ローカルアカウントでPINを忘れた場合、設定時に入力した「3つのセキュリティの質問」(例:最初のペットの名前は?)に答えることでリセットが可能です。
- 間違ったPINを入力し、「PINをリセット」が表示されたらクリック。
- セキュリティの質問に答える。
- 新しいPINを設定する。
これが設定されていない、かつパスワードも忘れてしまった場合は、非常に厳しい状況(初期化の検討)になります。
二度と困らないために:ログイン後の必須設定
無事にログインできたら、安心して終わりにしてはいけません。「次」に備えるのが真のリスク管理です。以下の3つを必ず確認してください。
1. 予備の認証手段を増やす
Microsoftアカウントの設定ページにアクセスし、セキュリティ情報を更新します。

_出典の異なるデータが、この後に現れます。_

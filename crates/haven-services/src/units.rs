//! Cache-aside unit directory
//!
//! Wraps the listing directory with a read-through cache: quote,
//! availability, and create all load the same unit row, and listings change
//! rarely compared to how often they are priced. Cache failures degrade to
//! database reads, never to request failures.

use async_trait::async_trait;
use haven_cache::keys::{unit_key, UNIT_TTL_SECS};
use haven_core::{
    models::Unit,
    traits::{CacheService, UnitDirectory},
    AppResult,
};
use std::sync::Arc;
use tracing::{debug, instrument, warn};
use uuid::Uuid;

/// Unit directory with an optional cache in front
///
/// `None` for the cache means plain passthrough — the engine stays up when
/// Redis is not.
pub struct CachedUnitDirectory<D: UnitDirectory, C: CacheService> {
    inner: Arc<D>,
    cache: Option<C>,
}

impl<D: UnitDirectory, C: CacheService> CachedUnitDirectory<D, C> {
    /// Wrap a directory with a cache
    pub fn new(inner: Arc<D>, cache: Option<C>) -> Self {
        Self { inner, cache }
    }
}

#[async_trait]
impl<D: UnitDirectory, C: CacheService> UnitDirectory for CachedUnitDirectory<D, C> {
    #[instrument(skip(self))]
    async fn find_by_id(&self, id: Uuid) -> AppResult<Option<Unit>> {
        let key = unit_key(&id.to_string());

        if let Some(cache) = &self.cache {
            match cache.get::<Unit>(&key).await {
                Ok(Some(unit)) => {
                    debug!("Unit cache HIT for {}", id);
                    return Ok(Some(unit));
                }
                Ok(None) => {}
                Err(e) => {
                    // Cache trouble must not fail the request
                    warn!("Unit cache read failed for {}: {}", id, e);
                }
            }
        }

        let unit = self.inner.find_by_id(id).await?;

        if let (Some(cache), Some(unit)) = (&self.cache, &unit) {
            if let Err(e) = cache.set(&key, unit, UNIT_TTL_SECS).await {
                warn!("Failed to cache unit {}: {}", id, e);
            }
        }

        Ok(unit)
    }

    async fn list_active(&self, limit: i64, offset: i64) -> AppResult<Vec<Unit>> {
        // Listing pages are not on the reservation hot path
        self.inner.list_active(limit, offset).await
    }
}

#[cfg(test)]
mod tests {
    use super::*;
    use crate::availability::tests::{sample_unit, MockUnitDirectory};
    use haven_core::AppError;
    use parking_lot::Mutex;
    use serde::{de::DeserializeOwned, Serialize};
    use std::collections::HashMap;
    use std::sync::atomic::{AtomicUsize, Ordering};

    struct MapCache {
        store: Mutex<HashMap<String, String>>,
    }

    impl MapCache {
        fn new() -> Self {
            Self {
                store: Mutex::new(HashMap::new()),
            }
        }
    }

    #[async_trait]
    impl CacheService for MapCache {
        async fn get<T: DeserializeOwned>(&self, key: &str) -> AppResult<Option<T>> {
            self.store
                .lock()
                .get(key)
                .map(|json| serde_json::from_str(json))
                .transpose()
                .map_err(|e| AppError::Serialization(e.to_string()))
        }

        async fn set<T: Serialize + Send + Sync>(
            &self,
            key: &str,
            value: &T,
            _ttl_secs: u64,
        ) -> AppResult<()> {
            let json = serde_json::to_string(value)
                .map_err(|e| AppError::Serialization(e.to_string()))?;
            self.store.lock().insert(key.to_string(), json);
            Ok(())
        }

        async fn delete(&self, key: &str) -> AppResult<bool> {
            Ok(self.store.lock().remove(key).is_some())
        }

        async fn exists(&self, key: &str) -> AppResult<bool> {
            Ok(self.store.lock().contains_key(key))
        }
    }

    struct CountingDirectory {
        inner: MockUnitDirectory,
        calls: AtomicUsize,
    }

    #[async_trait]
    impl UnitDirectory for CountingDirectory {
        async fn find_by_id(&self, id: Uuid) -> AppResult<Option<Unit>> {
            self.calls.fetch_add(1, Ordering::SeqCst);
            self.inner.find_by_id(id).await
        }

        async fn list_active(&self, limit: i64, offset: i64) -> AppResult<Vec<Unit>> {
            self.inner.list_active(limit, offset).await
        }
    }

    #[tokio::test]
    async fn test_second_read_hits_cache() {
        let unit = sample_unit();
        let counting = Arc::new(CountingDirectory {
            inner: MockUnitDirectory {
                units: vec![unit.clone()],
            },
            calls: AtomicUsize::new(0),
        });
        let cached = CachedUnitDirectory::new(counting.clone(), Some(MapCache::new()));

        let first = cached.find_by_id(unit.id).await.unwrap().unwrap();
        let second = cached.find_by_id(unit.id).await.unwrap().unwrap();

        assert_eq!(first.id, second.id);
        assert_eq!(counting.calls.load(Ordering::SeqCst), 1);
    }

    #[tokio::test]
    async fn test_miss_is_not_cached() {
        let counting = Arc::new(CountingDirectory {
            inner: MockUnitDirectory { units: vec![] },
            calls: AtomicUsize::new(0),
        });
        let cached = CachedUnitDirectory::new(counting.clone(), Some(MapCache::new()));

        let missing = Uuid::new_v4();
        assert!(cached.find_by_id(missing).await.unwrap().is_none());
        assert!(cached.find_by_id(missing).await.unwrap().is_none());

        // Both lookups reached the directory
        assert_eq!(counting.calls.load(Ordering::SeqCst), 2);
    }

    #[tokio::test]
    async fn test_passthrough_without_cache() {
        let unit = sample_unit();
        let counting = Arc::new(CountingDirectory {
            inner: MockUnitDirectory {
                units: vec![unit.clone()],
            },
            calls: AtomicUsize::new(0),
        });
        let cached: CachedUnitDirectory<_, MapCache> =
            CachedUnitDirectory::new(counting.clone(), None);

        cached.find_by_id(unit.id).await.unwrap();
        cached.find_by_id(unit.id).await.unwrap();

        assert_eq!(counting.calls.load(Ordering::SeqCst), 2);
    }
}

- 連絡用メールアドレス: 現在使っているスマホのメアドなど、複数登録する。
- 電話番号: SMS認証ができる番号が古いままになっていないか確認。
2. Windows Hello(指紋・顔認証)の登録
PINを忘れても、顔や指紋でログインできれば問題ありません。PCが対応しているなら、設定の「アカウント」>「サインインオプション」から必ず登録しておきましょう。
3. パスワード管理ツールの導入
人間の記憶には限界があります。Googleパスワードマネージャーや、1Passwordなどの管理ツールを使い、マスターパスワード1つさえ覚えておけば良い状態を作ることを強く推奨します。